One way to prove that two sets are equal is to use Theorem 5.2 and prove each of the two sets is a subset of the other set. In particular, let A and B be subsets of some universal set. Theorem 5.2 states that \(A = B\) if and only if \(A \subseteq B\) and \(B \subseteq A\).

In Preview Activity \(\PageIndex{2}\), we created a Venn diagram that indicated that \(A - (A - B) = A \cap B\). Following is a proof of this result. Notice where the choose-an-element method is used in each case.

Let \(A\) and \(B\) be subsets of some universal set. Then \(A - (A - B) = A \cap B\).

**Proof**-
Let \(A\) and \(B\) be subsets of some universal set. We will prove that \(A - (A - B) = A \cap B\) by proving that \(A - (A - B) \subseteq A \cap B\) and that \(A \cap B \subseteq A - (A - B)\).

First, let \(x \in A - (A - B)\).
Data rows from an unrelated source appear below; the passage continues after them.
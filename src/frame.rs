//! Binary frame codec for the non-TTY streaming protocol
//!
//! Every non-TTY message on a command transport (and every data frame on a
//! control channel) is a single tagged unit: byte 0 is the stream tag, the
//! rest is the payload. Payloads may be empty (EOF signals, empty exit).

use crate::error::{Result, SpriteError};

/// Stream tag identifying which stream a frame belongs to
#[derive(Debug, Clone, Copy, PartialEq, Eq)]
#[repr(u8)]
pub enum StreamTag {
    /// Input to the remote process
    Stdin = 0,
    /// Remote process standard output
    Stdout = 1,
    /// Remote process standard error
    Stderr = 2,
    /// Exit code notification (payload is 0 or 1 bytes, empty means 0)
    Exit = 3,
    /// End of input, no payload
    StdinEof = 4,
}

impl TryFrom<u8> for StreamTag {
    type Error = SpriteError;

    fn try_from(byte: u8) -> Result<Self> {
        match byte {
            0 => Ok(StreamTag::Stdin),
            1 => Ok(StreamTag::Stdout),
            2 => Ok(StreamTag::Stderr),
            3 => Ok(StreamTag::Exit),
            4 => Ok(StreamTag::StdinEof),
            other => Err(SpriteError::Frame(format!("unknown stream tag {other}"))),
        }
    }
}

/// Encode a frame: tag byte followed by the payload
pub fn encode(tag: StreamTag, payload: &[u8]) -> Vec<u8> {
    let mut buf = Vec::with_capacity(1 + payload.len());
    buf.push(tag as u8);
    buf.extend_from_slice(payload);
    buf
}

/// Decode a frame into its tag and payload
///
/// Fails on an empty buffer or an unknown tag byte.
pub fn decode(buf: &[u8]) -> Result<(StreamTag, &[u8])> {
    let (&tag, payload) = buf
        .split_first()
        .ok_or_else(|| SpriteError::Frame("empty frame".to_string()))?;
    Ok((StreamTag::try_from(tag)?, payload))
}

/// Interpret an Exit frame payload as an exit code (empty payload means 0)
pub fn exit_code(payload: &[u8]) -> i32 {
    payload.first().map_or(0, |&b| i32::from(b))
}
This means that

\(x \in A\) and \(x \notin (A - B)\).

We know that an element is in \((A - B)\) if and only if it is in \(A\) and not in \(B\). Since \(x \notin (A - B)\), we conclude that \(x \notin A\) or \(x \in B\). However, we also know that \(x \in A\) and so we conclude that \(x \in B\). This proves that

\(x \in A\) and \(x \in B\).

This means that \(x \in A \cap B\), and hence we have proved that \(A - (A - B) \subseteq A \cap B\).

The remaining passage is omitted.